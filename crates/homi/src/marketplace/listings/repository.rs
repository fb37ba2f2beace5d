use super::domain::{Listing, ListingId, ModerationStatus, OperationKind, PropertyCategory};
use crate::marketplace::storage::RepositoryError;

/// Conjunctive listing predicate. Every set member must hold; unset members
/// are ignored. `matches` is the single definition of the semantics so all
/// store implementations agree with the in-process tests.
#[derive(Debug, Clone, Default)]
pub struct ListingFilter {
    pub city: Option<String>,
    pub status: Option<ModerationStatus>,
    pub operation: Option<OperationKind>,
    pub categories: Option<Vec<PropertyCategory>>,
    pub neighborhood: Option<String>,
    pub keyword: Option<String>,
}

impl ListingFilter {
    pub fn matches(&self, listing: &Listing) -> bool {
        if let Some(city) = &self.city {
            if !listing.address.city.eq_ignore_ascii_case(city) {
                return false;
            }
        }
        if let Some(status) = self.status {
            if listing.status != status {
                return false;
            }
        }
        if let Some(operation) = self.operation {
            if listing.operation != operation {
                return false;
            }
        }
        if let Some(categories) = &self.categories {
            if !categories.contains(&listing.category) {
                return false;
            }
        }
        if let Some(neighborhood) = &self.neighborhood {
            if !listing.address.neighborhood.eq_ignore_ascii_case(neighborhood) {
                return false;
            }
        }
        if let Some(keyword) = &self.keyword {
            let needle = keyword.to_lowercase();
            let in_title = listing.title.to_lowercase().contains(&needle);
            let in_description = listing.description.to_lowercase().contains(&needle);
            if !in_title && !in_description {
                return false;
            }
        }
        true
    }
}

/// Storage abstraction for listings.
pub trait ListingRepository: Send + Sync {
    fn insert(&self, listing: Listing) -> Result<Listing, RepositoryError>;
    /// Only the moderation path updates listings.
    fn update(&self, listing: Listing) -> Result<(), RepositoryError>;
    fn fetch(&self, id: &ListingId) -> Result<Option<Listing>, RepositoryError>;
    /// Matching listings sorted by `published_at` descending, optionally
    /// truncated to `limit`.
    fn find(
        &self,
        filter: &ListingFilter,
        limit: Option<usize>,
    ) -> Result<Vec<Listing>, RepositoryError>;
    /// Distinct non-empty neighborhoods for the city, sorted ascending.
    fn distinct_neighborhoods(&self, city: &str) -> Result<Vec<String>, RepositoryError>;
}
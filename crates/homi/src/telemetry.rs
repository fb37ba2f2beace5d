use crate::config::TelemetryConfig;
use std::fmt;
use tracing_subscriber::filter::ParseError;
use tracing_subscriber::EnvFilter;

#[derive(Debug)]
pub enum TelemetryError {
    EnvFilter { value: String, source: ParseError },
    Subscriber(Box<dyn std::error::Error + Send + Sync>),
}

impl fmt::Display for TelemetryError {
    fn fmt(&self, f: &mut fmt::Formatter<'_>) -> fmt::Result {
        match self {
            TelemetryError::EnvFilter { value, .. } => {
                write!(f, "invalid log level/filter '{value}': unable to build EnvFilter")
            }
            TelemetryError::Subscriber(err) => write!(f, "telemetry error: {err}"),
        }
    }
}

impl std::error::Error for TelemetryError {
    fn source(&self) -> Option<&(dyn std::error::Error + 'static)> {
        match self {
            TelemetryError::EnvFilter { source, .. } => Some(source),
            TelemetryError::Subscriber(err) => Some(&**err),
        }
    }
}

/// Install the global tracing subscriber. `RUST_LOG` wins over the
/// configured level so operators can raise verbosity without a restart
/// config change.
pub fn init(config: &TelemetryConfig) -> Result<(), TelemetryError> {
    let env_filter = match EnvFilter::try_from_default_env() {
        Ok(filter) => filter,
        Err(_) => {
            EnvFilter::try_new(&config.log_level).map_err(|source| TelemetryError::EnvFilter {
                value: config.log_level.clone(),
                source,
            })?
        }
    };

    tracing_subscriber::fmt()
        .with_env_filter(env_filter)
        .with_target(false)
        .compact()
        .with_ansi(false)
        .try_init()
        .map_err(TelemetryError::Subscriber)
}
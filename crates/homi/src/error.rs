use crate::config::ConfigError;
use crate::telemetry::TelemetryError;
use axum::http::StatusCode;
use axum::response::{IntoResponse, Response};
use axum::Json;
use serde_json::json;
use std::fmt;

/// Failures that abort the service itself. Business-rule failures never end
/// up here: identity, submission, and search errors are returned as
/// structured results and rendered by their routers.
#[derive(Debug)]
pub enum AppError {
    Config(ConfigError),
    Telemetry(TelemetryError),
    Io(std::io::Error),
    Server(axum::Error),
}

impl fmt::Display for AppError {
    fn fmt(&self, f: &mut fmt::Formatter<'_>) -> fmt::Result {
        match self {
            AppError::Config(err) => write!(f, "configuration error: {err}"),
            AppError::Telemetry(err) => write!(f, "telemetry error: {err}"),
            AppError::Io(err) => write!(f, "io error: {err}"),
            AppError::Server(err) => write!(f, "server error: {err}"),
        }
    }
}

impl std::error::Error for AppError {
    fn source(&self) -> Option<&(dyn std::error::Error + 'static)> {
        match self {
            AppError::Config(err) => Some(err),
            AppError::Telemetry(err) => Some(err),
            AppError::Io(err) => Some(err),
            AppError::Server(err) => Some(err),
        }
    }
}

impl IntoResponse for AppError {
    fn into_response(self) -> Response {
        let body = Json(json!({ "error": self.to_string() }));
        (StatusCode::INTERNAL_SERVER_ERROR, body).into_response()
    }
}

impl From<ConfigError> for AppError {
    fn from(value: ConfigError) -> Self {
        Self::Config(value)
    }
}

impl From<TelemetryError> for AppError {
    fn from(value: TelemetryError) -> Self {
        Self::Telemetry(value)
    }
}

impl From<std::io::Error> for AppError {
    fn from(value: std::io::Error) -> Self {
        Self::Io(value)
    }
}

impl From<axum::Error> for AppError {
    fn from(value: axum::Error) -> Self {
        Self::Server(value)
    }
}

───

- [WHAT IS NEEDED]
Retype exactly the span of lines from the one with "if let Some(categories)" through the one with "pub enum TelemetryError"; include both ends and omit the rest of the material.

- [EXERCISE OUTPUT]
        if let Some(categories) = &self.categories {
            if !categories.contains(&listing.category) {
                return false;
            }
        }
        if let Some(neighborhood) = &self.neighborhood {
            if !listing.address.neighborhood.eq_ignore_ascii_case(neighborhood) {
                return false;
            }
        }
        if let Some(keyword) = &self.keyword {
            let needle = keyword.to_lowercase();
            let in_title = listing.title.to_lowercase().contains(&needle);
            let in_description = listing.description.to_lowercase().contains(&needle);
            if !in_title && !in_description {
                return false;
            }
        }
        true
    }
}

/// Storage abstraction for listings.
pub trait ListingRepository: Send + Sync {
    fn insert(&self, listing: Listing) -> Result<Listing, RepositoryError>;
    /// Only the moderation path updates listings.
    fn update(&self, listing: Listing) -> Result<(), RepositoryError>;
    fn fetch(&self, id: &ListingId) -> Result<Option<Listing>, RepositoryError>;
    /// Matching listings sorted by `published_at` descending, optionally
    /// truncated to `limit`.
    fn find(
        &self,
        filter: &ListingFilter,
        limit: Option<usize>,
    ) -> Result<Vec<Listing>, RepositoryError>;
    /// Distinct non-empty neighborhoods for the city, sorted ascending.
    fn distinct_neighborhoods(&self, city: &str) -> Result<Vec<String>, RepositoryError>;
}
filename crates/homi/src/telemetry.rs
repository fb37ba2f2beace5d
use crate::config::TelemetryConfig;
use std::fmt;
use tracing_subscriber::filter::ParseError;
use tracing_subscriber::EnvFilter;

#[derive(Debug)]
pub enum TelemetryError {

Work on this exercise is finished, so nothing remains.